Rule 10b-5 is probably the most important piece of Anti-fraud securities legislation. (Acing 157)
Who might the use Rule 10b-5?
The SEC and private individuals can use Rule 10b-5. (Acing 157)
In a 10b private action for damages, the plaintiff must prove what 4 things?
- Defendant made a material misrepresentation
- Reliance
- Scienter, and
- Causation
Gifting and Securities Fraud
The Government disagrees and argues that a gift of confidential information to anyone, not just a ‘trading relative or friend’, is enough to prove securities fraud.
Words to know in relation to Rule 10b-5?
Corporate insider / deceptive device / relationship of trust and confidence/ duty to disclosure / abstain from trading / prevent unfair advantage / uninformed stockholders.
What is the Misappropriation Theory?
The “misappropriation theory’ holds that a person commits fraud ‘in connection with’ a securities transaction, and thereby violates Section 10b and Rule 10b-5, when he misappropriates confidential information for securities tracking purposes, in breach of a Duty owed to the Source of that information. (Klein494)
A fiduciary’s undisclosed, self-serving use of a principal’s information to purchase or sell securities + In Breach of a duty of loyalty and confidentiality =
Defrauds the principal of the exclusive use of that information.
The Misappropriation Theory is designed to….
Target “outsiders’ in breach of their duty to the source of the information.
A misappropriation deals in….
…in deception. (Klein496)
Misappropriators
Deal in deception. A fiduciary who pretends loyalty to the principal while secretly converting the principal’s information for personal gain. (Klein496)
For Misappropriation, Full disclosure…
…forecloses liability under the Misappropriation Theory. (Klein497)
Is there ‘deceptive device’ if the fiduciary discloses to the source that he plans to trade on the non public information?
There is NO deceptive device if the fiduciary discloses to the source that he plans to trade on the non public information and this no 10b violation - although the fiduciary-turned trader may remain liable under state law for breach of a duty of loyalty. (Klien497)
When does deceptive use of the information occur?
It occurs not when he gains the confidential information, but when he Uses the information to purchase or sell securities. (Klein497)
What is Deceptive Device?
Trading by a corporate insider in the securities of his corporation on the basis of material, non public information qualifies as a ‘deceptive device’ under 10(b). (Klein495)
Who is an Insider
An insider is a director, officer, shareholder, employee or any other holder of material, nonpublic corporate information.
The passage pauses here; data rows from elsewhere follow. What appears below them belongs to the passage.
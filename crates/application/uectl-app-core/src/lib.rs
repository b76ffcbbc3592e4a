pub mod callback;
pub mod dispatcher;
pub mod event_loop;
pub mod exit;
pub mod ports;

pub use callback::StatusCallbackSink;
pub use dispatcher::UpdateClient;
pub use event_loop::{LoopError, LoopHandle, LoopTask, MessageLoop};
pub use exit::{init_code, ExitCoordinator, ExitDisposition};
pub use ports::*;
//! Central configuration constants for the update engine client.

/// Payload URI used by `--update` when `--payload` is not given.
pub const DEFAULT_PAYLOAD_URI: &str = "http://127.0.0.1:8080/payload";

/// Name the update engine service registers under.
pub const SERVICE_NAME: &str = "android.os.UpdateEngineService";

/// Socket the update engine service listens on.
pub const DEFAULT_SOCKET_PATH: &str = "/run/update_engine/update_engine.sock";

/// Environment variable overriding [`DEFAULT_SOCKET_PATH`].
pub const SOCKET_ENV_VAR: &str = "UPDATE_ENGINE_SOCKET";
Temporary holders too, like accountants and attorneys. (Bk37)
Tippee
A tippee are those receiving insider information and are liable only if the Tipper breached a fiduciary duty, the Tippee knew (scienter) the duty had been breached, and the Tipper personally benefitted. (Bk37)
One classified as an Insider has what duty?
Duty to disclose the material, nonpublic information or refrain from trading. (Bk37)
Tipper
A tipper is those providing insider information and they are liable if the information was shared for the improper purposes of personal gain. (Bk36)
What 4 Ways May 10b-5 be violated?
- Direct trading by insider
- Tippers
- Tippers
- Misappropriators. (Bk37)
16(b)
No short-swing profits
Section 10b-5 disallows what?…and provides what?
Section 10b-5 disallows insider trading and provides liability for any person who employs fraud or deception in connection with the purchase or sale of any security by means of any instrumentality of interstate commerce.
-Trading based on Nonpublic corporate information. (Bk)
10b-5 Fact Triggers `
-Officers give a misleading press conference or statement.
-Remark overheard in public, intentionally or not intentionally.
-Officer gives inside information to lawyer who then trades or tips.
-*Look for a professional responsibility crossover.
Section 16(b) Requirements
-Corporation must be listed on National Exchange or ($10M in assets + 2,000 shareholders)
-Corporate insider that own more than 10% equity stock in the corporation.
-Trading is making a profitable purchase and sale is within a 6-month period.
**REMEDY = Insider must disgorge profits back to the corporation.
Section 16(b) - Short-Swing Profits
Any short-swing trading profits received within 6 month period by a corporate insider must be disgorged to the corporation. (Bk35)
Securities Laws
Securities Act of 1933
Securties Exchange Act of 1934
Primary Effort = of these securities laws is to promote full disclosure and prevent Fraud.